From the first line to the last, restate the data word for word.
(Beginning of RECORDS FOR THE EXERCISE)
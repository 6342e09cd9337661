//! Field writers shared by all documentation unit categories.
//!
//! Every writer has replace semantics: it removes what a previous pass
//! wrote for the same field, then writes the new value. Empty values leave
//! no container behind.

use chrono::NaiveDate;
use tracing::{debug, warn};
use uuid::Uuid;

use crate::config::ATTRIBUTSEMANTIK_NOCH_UNDEFINIERT;
use crate::convert::vocabulary::*;
use crate::error::Result;
use crate::model::{Fundstelle, NormReference, SingleNorm};
use crate::skeleton::LdmlDocument;
use crate::xml::{ElementTemplate, NodeId, XmlTree};

const FRBR_AUTHOR_HREF: &str = "recht.bund.de";
const FRBR_COUNTRY_CODE: &str = "de";
const FRBR_LANGUAGE_CODE: &str = "deu";

/// One entry of the shared reference group: the `akn:implicitReference`
/// wrapper and the proprietary element carrying the business attributes.
pub(crate) struct ReferenceEntry {
    pub label: String,
    pub payload: ElementTemplate,
    /// Children of the payload element, in order.
    pub children: Vec<ElementTemplate>,
}

/// Trimmed, non-blank values of a list field.
pub(crate) fn non_blank(values: &[String]) -> Vec<&str> {
    values
        .iter()
        .map(|v| v.trim())
        .filter(|v| !v.is_empty())
        .collect()
}

/// Trimmed value of an optional field, `None` when blank.
pub(crate) fn non_blank_opt(value: Option<&String>) -> Option<&str> {
    value.map(|v| v.trim()).filter(|v| !v.is_empty())
}

/// Remove the child of `parent` equal to `template`, if any.
pub(crate) fn remove_container(
    tree: &mut XmlTree,
    parent: NodeId,
    template: &ElementTemplate,
) -> Result<()> {
    if let Some(existing) = tree.find_matching_child(parent, template) {
        tree.detach(existing)?;
    }
    Ok(())
}

/// Get or create the child equal to `template` and drop its old children.
pub(crate) fn recreate_container(
    tree: &mut XmlTree,
    parent: NodeId,
    template: ElementTemplate,
) -> Result<NodeId> {
    let container = tree.insert_once(parent, template)?;
    tree.clear_children(container)?;
    Ok(container)
}

/// Document number recorded in `FRBRWork/FRBRthis`, if any.
pub(crate) fn identified_document_number(document: &LdmlDocument) -> Option<&str> {
    let tree = document.tree();
    let path = format!("{IDENTIFICATION}/{FRBR_WORK}/{FRBR_THIS}");
    let this = tree.find_by_path(document.meta(), &path)?;
    tree.attribute(this, "value")
        .map(str::trim)
        .filter(|value| !value.is_empty())
}

/// Rewrite `akn:identification` for `document_number`.
pub(crate) fn write_identification(
    document: &mut LdmlDocument,
    document_number: &str,
    id: Option<Uuid>,
    erfassungsdatum: NaiveDate,
) -> Result<()> {
    let meta = document.meta();
    let tree = document.tree_mut();
    for existing in tree.find_children(meta, IDENTIFICATION) {
        tree.detach(existing)?;
    }

    let identification = tree.insert_ordered(
        meta,
        ElementTemplate::new(IDENTIFICATION)
            .with_attribute("source", ATTRIBUTSEMANTIK_NOCH_UNDEFINIERT),
    )?;
    let date = erfassungsdatum.format("%Y-%m-%d").to_string();

    let levels = [
        (FRBR_WORK, document_number.to_string()),
        (FRBR_EXPRESSION, format!("{document_number}/dokument")),
        (FRBR_MANIFESTATION, format!("{document_number}/dokument.xml")),
    ];
    for (level, this) in levels {
        let node = tree.insert_ordered(identification, ElementTemplate::new(level))?;
        tree.insert_ordered(node, ElementTemplate::new(FRBR_THIS).with_attribute("value", &this))?;
        tree.insert_ordered(node, ElementTemplate::new(FRBR_URI).with_attribute("value", &this))?;
        tree.insert_ordered(
            node,
            ElementTemplate::new(FRBR_DATE)
                .with_attribute("date", &date)
                .with_attribute("name", DATE_ERFASSUNGSDATUM),
        )?;
        tree.insert_ordered(
            node,
            ElementTemplate::new(FRBR_AUTHOR).with_attribute("href", FRBR_AUTHOR_HREF),
        )?;

        match level {
            FRBR_WORK => {
                if let Some(id) = id {
                    tree.insert_ordered(
                        node,
                        ElementTemplate::new(FRBR_ALIAS)
                            .with_attribute("name", ALIAS_UEBERGREIFENDE_ID)
                            .with_attribute("value", id.to_string()),
                    )?;
                }
                tree.insert_ordered(
                    node,
                    ElementTemplate::new(FRBR_COUNTRY).with_attribute("value", FRBR_COUNTRY_CODE),
                )?;
            }
            FRBR_EXPRESSION => {
                tree.insert_ordered(
                    node,
                    ElementTemplate::new(FRBR_LANGUAGE)
                        .with_attribute("language", FRBR_LANGUAGE_CODE),
                )?;
            }
            _ => {
                tree.insert_ordered(
                    node,
                    ElementTemplate::new(FRBR_FORMAT).with_attribute("value", "xml"),
                )?;
            }
        }
    }
    Ok(())
}

/// Replace the `akn:longTitle` of the preface.
pub(crate) fn write_long_title(document: &mut LdmlDocument, title: Option<&String>) -> Result<()> {
    let preface = document.preface();
    let tree = document.tree_mut();
    for existing in tree.find_children(preface, LONG_TITLE) {
        tree.detach(existing)?;
    }

    if let Some(title) = non_blank_opt(title) {
        let long_title = tree.insert_ordered(preface, ElementTemplate::new(LONG_TITLE))?;
        tree.insert_text_element(long_title, ElementTemplate::new(P), title)?;
    }
    Ok(())
}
(End of RECORDS FOR THE EXERCISE)
-- RESPONSE TO THIS EXERCISE --
repository 6342e09cd9337661
//! Field writers shared by all documentation unit categories.
//!
//! Every writer has replace semantics: it removes what a previous pass
//! wrote for the same field, then writes the new value. Empty values leave
//! no container behind.

use chrono::NaiveDate;
use tracing::{debug, warn};
use uuid::Uuid;

use crate::config::ATTRIBUTSEMANTIK_NOCH_UNDEFINIERT;
use crate::convert::vocabulary::*;
use crate::error::Result;
use crate::model::{Fundstelle, NormReference, SingleNorm};
use crate::skeleton::LdmlDocument;
use crate::xml::{ElementTemplate, NodeId, XmlTree};

const FRBR_AUTHOR_HREF: &str = "recht.bund.de";
const FRBR_COUNTRY_CODE: &str = "de";
const FRBR_LANGUAGE_CODE: &str = "deu";

/// One entry of the shared reference group: the `akn:implicitReference`
/// wrapper and the proprietary element carrying the business attributes.
pub(crate) struct ReferenceEntry {
    pub label: String,
    pub payload: ElementTemplate,
    /// Children of the payload element, in order.
    pub children: Vec<ElementTemplate>,
}

/// Trimmed, non-blank values of a list field.
pub(crate) fn non_blank(values: &[String]) -> Vec<&str> {
    values
        .iter()
        .map(|v| v.trim())
        .filter(|v| !v.is_empty())
        .collect()
}

/// Trimmed value of an optional field, `None` when blank.
pub(crate) fn non_blank_opt(value: Option<&String>) -> Option<&str> {
    value.map(|v| v.trim()).filter(|v| !v.is_empty())
}

/// Remove the child of `parent` equal to `template`, if any.
pub(crate) fn remove_container(
    tree: &mut XmlTree,
    parent: NodeId,
    template: &ElementTemplate,
) -> Result<()> {
    if let Some(existing) = tree.find_matching_child(parent, template) {
        tree.detach(existing)?;
    }
    Ok(())
}

/// Get or create the child equal to `template` and drop its old children.
pub(crate) fn recreate_container(
    tree: &mut XmlTree,
    parent: NodeId,
    template: ElementTemplate,
) -> Result<NodeId> {
    let container = tree.insert_once(parent, template)?;
    tree.clear_children(container)?;
    Ok(container)
}

/// Document number recorded in `FRBRWork/FRBRthis`, if any.
pub(crate) fn identified_document_number(document: &LdmlDocument) -> Option<&str> {
    let tree = document.tree();
    let path = format!("{IDENTIFICATION}/{FRBR_WORK}/{FRBR_THIS}");
    let this = tree.find_by_path(document.meta(), &path)?;
    tree.attribute(this, "value")
        .map(str::trim)
        .filter(|value| !value.is_empty())
}

/// Rewrite `akn:identification` for `document_number`.
pub(crate) fn write_identification(
    document: &mut LdmlDocument,
    document_number: &str,
    id: Option<Uuid>,
    erfassungsdatum: NaiveDate,
) -> Result<()> {
    let meta = document.meta();
    let tree = document.tree_mut();
    for existing in tree.find_children(meta, IDENTIFICATION) {
        tree.detach(existing)?;
    }

    let identification = tree.insert_ordered(
        meta,
        ElementTemplate::new(IDENTIFICATION)
            .with_attribute("source", ATTRIBUTSEMANTIK_NOCH_UNDEFINIERT),
    )?;
    let date = erfassungsdatum.format("%Y-%m-%d").to_string();

    let levels = [
        (FRBR_WORK, document_number.to_string()),
        (FRBR_EXPRESSION, format!("{document_number}/dokument")),
        (FRBR_MANIFESTATION, format!("{document_number}/dokument.xml")),
    ];
    for (level, this) in levels {
        let node = tree.insert_ordered(identification, ElementTemplate::new(level))?;
        tree.insert_ordered(node, ElementTemplate::new(FRBR_THIS).with_attribute("value", &this))?;
        tree.insert_ordered(node, ElementTemplate::new(FRBR_URI).with_attribute("value", &this))?;
        tree.insert_ordered(
            node,
            ElementTemplate::new(FRBR_DATE)
                .with_attribute("date", &date)
                .with_attribute("name", DATE_ERFASSUNGSDATUM),
        )?;
        tree.insert_ordered(
            node,
            ElementTemplate::new(FRBR_AUTHOR).with_attribute("href", FRBR_AUTHOR_HREF),
        )?;

        match level {
            FRBR_WORK => {
                if let Some(id) = id {
                    tree.insert_ordered(
                        node,
                        ElementTemplate::new(FRBR_ALIAS)
                            .with_attribute("name", ALIAS_UEBERGREIFENDE_ID)
                            .with_attribute("value", id.to_string()),
                    )?;
                }
                tree.insert_ordered(
                    node,
                    ElementTemplate::new(FRBR_COUNTRY).with_attribute("value", FRBR_COUNTRY_CODE),
                )?;
            }
            FRBR_EXPRESSION => {
                tree.insert_ordered(
                    node,
                    ElementTemplate::new(FRBR_LANGUAGE)
                        .with_attribute("language", FRBR_LANGUAGE_CODE),
                )?;
            }
            _ => {
                tree.insert_ordered(
                    node,
                    ElementTemplate::new(FRBR_FORMAT).with_attribute("value", "xml"),
                )?;
            }
        }
    }
    Ok(())
}

/// Replace the `akn:longTitle` of the preface.
pub(crate) fn write_long_title(document: &mut LdmlDocument, title: Option<&String>) -> Result<()> {
    let preface = document.preface();
    let tree = document.tree_mut();
    for existing in tree.find_children(preface, LONG_TITLE) {
        tree.detach(existing)?;
    }

    if let Some(title) = non_blank_opt(title) {
        let long_title = tree.insert_ordered(preface, ElementTemplate::new(LONG_TITLE))?;
        tree.insert_text_element(long_title, ElementTemplate::new(P), title)?;
    }
    Ok(())
}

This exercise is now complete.